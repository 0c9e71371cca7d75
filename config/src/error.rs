//! Error types for configuration access.
//!
//! Covers loading failures (I/O, YAML, JSON) and lookups that find a value of
//! the wrong shape.

use thiserror::Error;

/// Errors that can occur while loading or reading configuration.
#[derive(Debug, Error)]
pub enum ConfigError {
    /// File I/O failure.
    #[error("I/O error: {0}")]
    Io(#[from] std::io::Error),

    /// YAML parsing failure.
    #[error("YAML error: {0}")]
    Yaml(#[from] serde_yaml::Error),

    /// JSON parsing failure.
    #[error("JSON error: {0}")]
    Json(#[from] serde_json::Error),

    /// A value exists at `path` but is not of the expected shape.
    #[error("{path}: expected {expected}")]
    TypeMismatch {
        /// Dotted path of the offending value.
        path: String,
        /// Human-readable description of the expected shape.
        expected: &'static str,
    },

    /// A required value is absent.
    #[error("missing required value: {0}")]
    Missing(String),

    /// A `--set`/`--alias` style assignment in configuration is malformed.
    #[error(transparent)]
    Assignment(#[from] flag_merge_core::AssignmentError),
}

/// Convenience alias for results with [`ConfigError`].
pub type Result<T> = std::result::Result<T, ConfigError>;
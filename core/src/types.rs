//! Flag type definitions for command-line reconciliation.
//!
//! This module defines the data model shared by the merge and expand
//! operations: the ordered set of user-specified flags, the long/short alias
//! mapping, and the lead-marker split applied to raw command-line tokens.

use std::collections::HashMap;

use indexmap::IndexMap;
use serde::{Deserialize, Serialize};

/// Value marking a switch that is turned on.
pub const SWITCH_ON: &str = "true";

/// Value marking a switch that is turned off.
pub const SWITCH_OFF: &str = "false";

/// Returns `true` if `value` is one of the two boolean switch sentinels.
///
/// Any other string is an option value and is emitted after its flag.
///
/// # Examples
///
/// ```
/// use flag_merge_core::is_switch_value;
///
/// assert!(is_switch_value("true"));
/// assert!(is_switch_value("false"));
/// assert!(!is_switch_value("TRUE"));
/// assert!(!is_switch_value("0.05"));
/// ```
pub fn is_switch_value(value: &str) -> bool {
    value == SWITCH_ON || value == SWITCH_OFF
}

/// Renders a bare flag name as a command-line flag token.
///
/// Names longer than one character get a `--` prefix, single-character names
/// a `-` prefix.
///
/// # Examples
///
/// ```
/// use flag_merge_core::flag_token;
///
/// assert_eq!(flag_token("strip"), "--strip");
/// assert_eq!(flag_token("i"), "-i");
/// ```
pub fn flag_token(name: &str) -> String {
    if name.chars().count() > 1 {
        format!("--{name}")
    } else {
        format!("-{name}")
    }
}

/// A raw command-line token split into its lead marker and bare name.
///
/// The lead is `"--"`, `"-"`, or empty. An empty lead means the token is a
/// bare positional value rather than a flag.
///
/// # Examples
///
/// ```
/// use flag_merge_core::Token;
///
/// let token = Token::split("--sampling-factor");
/// assert_eq!(token.lead, "--");
/// assert_eq!(token.name, "sampling-factor");
/// assert!(token.is_flag());
///
/// let value = Token::split("4:2:0");
/// assert_eq!(value.lead, "");
/// assert!(!value.is_flag());
/// ```
#[derive(Debug, Clone, Copy, PartialEq, Eq)]
pub struct Token<'a> {
    /// Dash prefix that was stripped.
    pub lead: &'a str,
    /// Remainder after the dash prefix.
    pub name: &'a str,
}

impl<'a> Token<'a> {
    /// Splits `raw` into lead and name. `--` is checked before `-`, so
    /// `---x` yields lead `--` and name `-x`.
    pub fn split(raw: &'a str) -> Self {
        if let Some(name) = raw.strip_prefix("--") {
            Self { lead: "--", name }
        } else if let Some(name) = raw.strip_prefix('-') {
            Self { lead: "-", name }
        } else {
            Self {
                lead: "",
                name: raw,
            }
        }
    }

    /// Returns `true` if the token carried a dash prefix.
    pub fn is_flag(&self) -> bool {
        !self.lead.is_empty()
    }
}

/// Returns `true` if `raw` starts with a dash.
pub(crate) fn looks_like_flag(raw: &str) -> bool {
    raw.starts_with('-')
}

/// Flags explicitly specified for the current invocation.
///
/// An ordered mapping from bare flag name (no leading dash) to its value.
/// Iteration follows insertion order; inserting an existing name replaces
/// its value without moving it.
///
/// # Examples
///
/// ```
/// use flag_merge_core::SpecifiedFlags;
///
/// let mut flags = SpecifiedFlags::new();
/// flags.insert("gaussian-blur", "0.05");
/// flags.insert("i", "plane");
/// flags.switch("strip");
///
/// assert_eq!(
///     flags.to_tokens(),
///     vec!["--gaussian-blur", "0.05", "-i", "plane", "--strip"]
/// );
/// ```
#[derive(Debug, Clone, Default, PartialEq, Eq, Serialize, Deserialize)]
#[serde(transparent)]
pub struct SpecifiedFlags {
    entries: IndexMap<String, String>,
}

impl SpecifiedFlags {
    /// Creates an empty set.
    pub fn new() -> Self {
        Self::default()
    }

    /// Inserts or replaces the value for `name`.
    ///
    /// Returns the previous value, if any.
    pub fn insert(&mut self, name: impl Into<String>, value: impl Into<String>) -> Option<String> {
        self.entries.insert(name.into(), value.into())
    }

    /// Inserts `name` as a switch turned on.
    pub fn switch(&mut self, name: impl Into<String>) -> Option<String> {
        self.insert(name, SWITCH_ON)
    }

    /// Adds a flag and returns the set, for chained construction.
    pub fn with(mut self, name: impl Into<String>, value: impl Into<String>) -> Self {
        self.insert(name, value);
        self
    }

    /// Returns the value for `name`.
    pub fn get(&self, name: &str) -> Option<&str> {
        self.entries.get(name).map(String::as_str)
    }

    /// Returns `true` if `name` was specified.
    pub fn contains(&self, name: &str) -> bool {
        self.entries.contains_key(name)
    }

    /// Iterates over `(name, value)` pairs in insertion order.
    pub fn iter(&self) -> impl Iterator<Item = (&str, &str)> {
        self.entries.iter().map(|(k, v)| (k.as_str(), v.as_str()))
    }

    /// Iterates over flag names in insertion order.
    pub fn names(&self) -> impl Iterator<Item = &str> {
        self.entries.keys().map(String::as_str)
    }

    /// Returns the number of flags.
    pub fn len(&self) -> usize {
        self.entries.len()
    }

    /// Returns `true` if no flags were specified.
    pub fn is_empty(&self) -> bool {
        self.entries.is_empty()
    }

    /// Adds every flag from `other` that is not already present.
    ///
    /// Existing values win; new names are appended in `other`'s order.
    pub fn fill_from(&mut self, other: &SpecifiedFlags) {
        for (name, value) in other.iter() {
            if !self.contains(name) {
                self.insert(name, value);
            }
        }
    }

    /// Flattens the set into command-line tokens.
    ///
    /// Each entry becomes its flag token, followed by its value unless the
    /// value is a switch sentinel.
    pub fn to_tokens(&self) -> Vec<String> {
        let mut tokens = Vec::with_capacity(self.entries.len() * 2);
        for (name, value) in &self.entries {
            tokens.push(flag_token(name));
            if !is_switch_value(value) {
                tokens.push(value.clone());
            }
        }
        tokens
    }
}

impl<K, V> FromIterator<(K, V)> for SpecifiedFlags
where
    K: Into<String>,
    V: Into<String>,
{
    fn from_iter<I: IntoIterator<Item = (K, V)>>(iter: I) -> Self {
        let mut flags = Self::new();
        for (name, value) in iter {
            flags.insert(name, value);
        }
        flags
    }
}

/// Long-name to short-name aliases.
///
/// Each entry maps a flag's long name to its short name, or to the empty
/// string when the flag has no short spelling. Lookups through
/// [`counterpart`](AliasMap::counterpart) work in both directions.
///
/// # Examples
///
/// ```
/// use flag_merge_core::AliasMap;
///
/// let aliases: AliasMap = [("dry-run", "D"), ("strip", "")].into_iter().collect();
///
/// assert_eq!(aliases.counterpart("dry-run"), Some("D"));
/// assert_eq!(aliases.counterpart("D"), Some("dry-run"));
/// assert_eq!(aliases.counterpart("strip"), None);
/// assert_eq!(aliases.counterpart("quality"), None);
/// ```
#[derive(Debug, Clone, Default, PartialEq, Eq, Serialize, Deserialize)]
#[serde(transparent)]
pub struct AliasMap {
    entries: IndexMap<String, String>,
}

impl AliasMap {
    /// Creates an empty alias map.
    pub fn new() -> Self {
        Self::default()
    }

    /// Registers `short` as the short spelling of `long`.
    ///
    /// Accepts a short spelling already used by another long name; lookups
    /// then resolve it to the first. Use
    /// [`insert_checked`](AliasMap::insert_checked) to reject that.
    pub fn insert(&mut self, long: impl Into<String>, short: impl Into<String>) -> Option<String> {
        self.entries.insert(long.into(), short.into())
    }

    /// Returns the short spelling registered for `long`.
    pub fn short_for(&self, long: &str) -> Option<&str> {
        self.entries
            .get(long)
            .map(String::as_str)
            .filter(|short| !short.is_empty())
    }

    /// Returns the other spelling of `name`, looking in both directions.
    pub fn counterpart(&self, name: &str) -> Option<&str> {
        if let Some(short) = self.short_for(name) {
            return Some(short);
        }
        self.entries
            .iter()
            .find(|(_, short)| !short.is_empty() && short.as_str() == name)
            .map(|(long, _)| long.as_str())
    }

    /// Iterates over `(long, short)` pairs in insertion order.
    pub fn iter(&self) -> impl Iterator<Item = (&str, &str)> {
        self.entries.iter().map(|(k, v)| (k.as_str(), v.as_str()))
    }

    /// Returns the number of long names registered.
    pub fn len(&self) -> usize {
        self.entries.len()
    }

    /// Returns `true` if no aliases are registered.
    pub fn is_empty(&self) -> bool {
        self.entries.is_empty()
    }

    /// Builds the undirected lookup used during a merge.
    ///
    /// Contains `long → short` and `short → long` for every entry with a
    /// non-empty short name. Agrees with [`counterpart`](AliasMap::counterpart):
    /// a long name resolves to its own short spelling first, and a short
    /// spelling shared by several long names resolves to the first of them.
    pub fn bilateral(&self) -> HashMap<&str, &str> {
        let mut lookup = HashMap::with_capacity(self.entries.len() * 2);
        let pairs = || self.iter().filter(|(_, short)| !short.is_empty());
        for (long, short) in pairs() {
            lookup.insert(long, short);
        }
        for (long, short) in pairs() {
            lookup.entry(short).or_insert(long);
        }
        lookup
    }

    /// Returns every `(long, short)` pair where both spellings are keys of
    /// `specified`.
    ///
    /// # Examples
    ///
    /// ```
    /// use flag_merge_core::{AliasMap, SpecifiedFlags};
    ///
    /// let aliases: AliasMap = [("interlace", "i")].into_iter().collect();
    /// let specified: SpecifiedFlags =
    ///     [("interlace", "line"), ("i", "plane")].into_iter().collect();
    ///
    /// assert_eq!(
    ///     aliases.conflicts(&specified),
    ///     vec![("interlace".to_string(), "i".to_string())]
    /// );
    /// ```
    pub fn conflicts(&self, specified: &SpecifiedFlags) -> Vec<(String, String)> {
        self.iter()
            .filter(|(long, short)| {
                !short.is_empty() && specified.contains(long) && specified.contains(short)
            })
            .map(|(long, short)| (long.to_string(), short.to_string()))
            .collect()
    }
}

impl<K, V> FromIterator<(K, V)> for AliasMap
where
    K: Into<String>,
    V: Into<String>,
{
    fn from_iter<I: IntoIterator<Item = (K, V)>>(iter: I) -> Self {
        let mut aliases = Self::new();
        for (long, short) in iter {
            aliases.insert(long, short);
        }
        aliases
    }
}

◆ **INSTRUCTIONS TO FOLLOW**
Search each line of the data above for "FromIterator", and copy the lines where it occurs.

◆ **ANSWER BOX**
impl<K, V> FromIterator<(K, V)> for SpecifiedFlags
impl<K, V> FromIterator<(K, V)> for AliasMap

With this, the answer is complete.